• TASK DETAILS
Only the lines from the start of the entries up to and including the line with "distributed under the" should be written out, exactly as they stand.

• INFORMATION SUPPLIED
----

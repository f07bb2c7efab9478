// Copyright 2024
//
// Licensed under the Apache License, Version 2.0 (the "License");
// you may not use this file except in compliance with the License.
// You may obtain a copy of the License at
//
//      http://www.apache.org/licenses/LICENSE-2.0
//
// Unless required by applicable law or agreed to in writing, software
// distributed under the License is distributed on an "AS IS" BASIS,
// WITHOUT WARRANTIES OR CONDITIONS OF ANY KIND, either express or implied.
// See the License for the specific language governing permissions and
// limitations under the License.

//! Tests for how input is split into data chunks.

use crate::chunks::ChunkType;
use crate::constants::{MAX_BLOCK_SIZE, STREAM_IDENTIFIER};
use crate::hash::block_checksum;
use crate::tests::utils::{chunk_headers, decode_all, encode_all, random_data, text_data};

fn data_chunk_types(stream: &[u8]) -> Vec<ChunkType> {
    let headers = chunk_headers(stream);
    assert_eq!(headers[0].chunk_type, ChunkType::StreamIdentifier);
    headers[1..].iter().map(|h| h.chunk_type).collect()
}

#[test]
fn test_small_literal_chunk_layout() {
    // Five bytes never shrink under Snappy, so they are stored literally.
    let stream = encode_all(b"hello");

    let mut expected = STREAM_IDENTIFIER.to_vec();
    expected.extend_from_slice(&[0x01, 0x09, 0x00, 0x00]);
    expected.extend_from_slice(&block_checksum(b"hello").to_le_bytes());
    expected.extend_from_slice(b"hello");

    assert_eq!(stream, expected);
}

#[test]
fn test_128000_bytes_make_two_chunks() {
    let data = vec![0u8; 128_000];
    let stream = encode_all(&data);

    assert!(stream.starts_with(&STREAM_IDENTIFIER));
    assert_eq!(
        data_chunk_types(&stream),
        vec![ChunkType::Compressed, ChunkType::Compressed]
    );
    assert_eq!(decode_all(&stream).unwrap(), data);
}

#[test]
fn test_zeros_are_compressed() {
    let data = vec![0u8; 1000];
    let stream = encode_all(&data);

    assert_eq!(data_chunk_types(&stream), vec![ChunkType::Compressed]);
    assert!(stream.len() < data.len());
}

#[test]
fn test_random_data_is_stored_uncompressed() {
    let data = random_data(1000, 7);
    let stream = encode_all(&data);

    let headers = chunk_headers(&stream);
    assert_eq!(headers.len(), 2);
    assert_eq!(headers[1].chunk_type, ChunkType::Uncompressed);
    assert_eq!(headers[1].length, data.len() + 4);
    assert_eq!(decode_all(&stream).unwrap(), data);
}

#[test]
fn test_exactly_one_block() {
    let data = text_data(MAX_BLOCK_SIZE);
    let stream = encode_all(&data);

    assert_eq!(data_chunk_types(&stream).len(), 1);
    assert_eq!(decode_all(&stream).unwrap(), data);
}

#[test]
fn test_one_byte_over_a_block() {
    let data = text_data(MAX_BLOCK_SIZE + 1);
    let stream = encode_all(&data);

    // The trailing single byte cannot shrink.
    assert_eq!(
        data_chunk_types(&stream),
        vec![ChunkType::Compressed, ChunkType::Uncompressed]
    );
    assert_eq!(decode_all(&stream).unwrap(), data);
}

#[test]
fn test_random_block_at_max_size() {
    let data = random_data(MAX_BLOCK_SIZE, 11);
    let stream = encode_all(&data);

    let headers = chunk_headers(&stream);
    assert_eq!(headers.len(), 2);
    assert_eq!(headers[1].chunk_type, ChunkType::Uncompressed);
    assert_eq!(headers[1].length, MAX_BLOCK_SIZE + 4);
    assert_eq!(decode_all(&stream).unwrap(), data);
}

#[test]
fn test_stream_identifier_written_once() {
    let data = text_data(5 * MAX_BLOCK_SIZE);
    let stream = encode_all(&data);

    let identifiers = chunk_headers(&stream)
        .iter()
        .filter(|h| h.chunk_type == ChunkType::StreamIdentifier)
        .count();
    assert_eq!(identifiers, 1);
}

----

• RESULT
repository f07bb2c7efab9478
// Copyright 2024
//
// Licensed under the Apache License, Version 2.0 (the "License");
// you may not use this file except in compliance with the License.
// You may obtain a copy of the License at
//
//      http://www.apache.org/licenses/LICENSE-2.0
//
// Unless required by applicable law or agreed to in writing, software
// distributed under the License is distributed on an "AS IS" BASIS,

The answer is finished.